Problem requirements → Check each line of the entries. Copy the ones that contain the string "Negotiate".

--- START ---

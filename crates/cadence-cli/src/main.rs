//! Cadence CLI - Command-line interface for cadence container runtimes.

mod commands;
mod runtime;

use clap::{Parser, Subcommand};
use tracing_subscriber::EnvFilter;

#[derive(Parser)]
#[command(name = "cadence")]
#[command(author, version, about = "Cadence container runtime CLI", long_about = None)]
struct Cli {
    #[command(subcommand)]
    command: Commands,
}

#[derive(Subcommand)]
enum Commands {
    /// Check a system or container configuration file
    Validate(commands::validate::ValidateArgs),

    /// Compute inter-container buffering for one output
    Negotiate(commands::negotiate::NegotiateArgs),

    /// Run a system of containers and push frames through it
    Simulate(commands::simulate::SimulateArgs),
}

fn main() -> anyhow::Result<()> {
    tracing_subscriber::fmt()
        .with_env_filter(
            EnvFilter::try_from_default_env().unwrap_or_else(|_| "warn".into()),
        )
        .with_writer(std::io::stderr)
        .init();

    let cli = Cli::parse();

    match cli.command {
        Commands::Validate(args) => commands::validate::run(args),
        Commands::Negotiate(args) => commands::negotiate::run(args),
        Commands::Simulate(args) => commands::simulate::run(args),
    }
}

--- END ---

Reply to the task →
    Negotiate(commands::negotiate::NegotiateArgs),
        Commands::Negotiate(args) => commands::negotiate::run(args),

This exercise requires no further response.